The last time I checked in on the eTextbook platform at Chegg, it was February of this year; what a difference six months has made! While the original system was impressive, the changes are even more so and they are going to help set Chegg apart in the digital arena. Here’s what’s up:
iPhone Reader: Taking advantage of the retina display on iPhone, the new-and-improved Chegg app now has a direct tie to the eTextbook platform. This experience is fully optimized and provides a crisp-and-clean interface that is easy to navigate and easy on the eyes. Want to take it for a spin? The app has a sample eTextbook, so try it for yourself. Let me know what you think.
Notepad: In the first review, I mentioned the notes feature, but the new notepad is a totally revised experience. Clip a quote, grab a picture, or insert a Wikipedia definition into your note page and start a digital record of the notes and parts of the book you find most interesting. This is particularly helpful when going back to study for a test.
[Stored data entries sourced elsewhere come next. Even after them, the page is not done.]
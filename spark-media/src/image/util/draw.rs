use super::glyph::{glyph, GLYPH_ADVANCE, GLYPH_HEIGHT, GLYPH_WIDTH};
use crate::{Image, RGB};
use image::Rgb;
use imageproc::drawing::{draw_filled_rect_mut, draw_hollow_rect_mut};
use imageproc::rect::Rect;

/// Pixel size of `text` rendered at `scale`.
pub fn text_size(text: &str, scale: u32) -> (u32, u32) {
    let scale = scale.max(1);
    let count = text.chars().count() as u32;
    if count == 0 {
        return (0, 0);
    }

    (
        (count * GLYPH_ADVANCE - (GLYPH_ADVANCE - GLYPH_WIDTH)) * scale,
        GLYPH_HEIGHT * scale,
    )
}

pub trait DrawOverlay {
    /// Outlines the box spanned by the two corners, `thickness` pixels inward.
    fn draw_box(&mut self, top_left: (i32, i32), bottom_right: (i32, i32), color: RGB, thickness: u32);

    /// Renders `text` with its top-left corner at `origin`. Pixels outside the frame are dropped.
    fn draw_text(&mut self, origin: (i32, i32), text: &str, color: RGB, scale: u32);
}

impl DrawOverlay for Image {
    fn draw_box(&mut self, top_left: (i32, i32), bottom_right: (i32, i32), color: RGB, thickness: u32) {
        let color: Rgb<u8> = color.into();
        let (x1, y1) = (top_left.0.min(bottom_right.0), top_left.1.min(bottom_right.1));
        let (x2, y2) = (top_left.0.max(bottom_right.0), top_left.1.max(bottom_right.1));

        for inset in 0..thickness.max(1) as i32 {
            let width = x2 - x1 - 2 * inset + 1;
            let height = y2 - y1 - 2 * inset + 1;
            if width <= 0 || height <= 0 {
                break;
            }
            let rect = Rect::at(x1 + inset, y1 + inset).of_size(width as u32, height as u32);
            draw_hollow_rect_mut(&mut self.buffer, rect, color);
        }
    }

    fn draw_text(&mut self, origin: (i32, i32), text: &str, color: RGB, scale: u32) {
        let color: Rgb<u8> = color.into();
        let scale = scale.max(1);

        for (index, c) in text.chars().enumerate() {
            let glyph_x = origin.0 + (index as u32 * GLYPH_ADVANCE * scale) as i32;
            if glyph_x >= self.get_width() as i32 {
                break;
            }

            for (row, bits) in glyph(c).iter().enumerate() {
                for column in 0..GLYPH_WIDTH {
                    if bits & (1 << (GLYPH_WIDTH - 1 - column)) == 0 {
                        continue;
                    }
                    let x = glyph_x + (column * scale) as i32;
                    let y = origin.1 + (row as u32 * scale) as i32;
                    draw_filled_rect_mut(&mut self.buffer, Rect::at(x, y).of_size(scale, scale), color);
                }
            }
        }
    }
}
Homework Help: The old system had a Q&A component. The new system has deep integration with the Homework Help social interaction that Chegg is really promoting this fall.
Highlights: When I buy a used book, I typically look at the highlighting from the previous owner to see if s/he did a good job calling out useful content. The new highlight feature in Chegg tech allows you to see passages of the book that have been highlighted by other users. I thought this was a great use of digital content, kind of like getting the wisdom of all others who have used the same text.
While You Wait: While this isn’t a feature of the digital book itself, it is a nice feature of the larger process. Now when you order your textbook rental, if you are worried the book will not arrive by the first day of class, you can pay $0.99 to get a digital copy of the book for seven days while you wait for the print copy.
Chegg is setting the bar high for eTextbooks. As I have mentioned in past posts, Chegg needs a digital strategy to ensure its future now that it has serious competition from many rental companies trying to emulate what Chegg started a few years ago. You can tell by recent updates that the folks at Chegg get it, that they understand that they cannot rest upon their rental laurels and that they must continually innovate and that such innovation must come in the form of an interactive digital hub that is mobile friendly.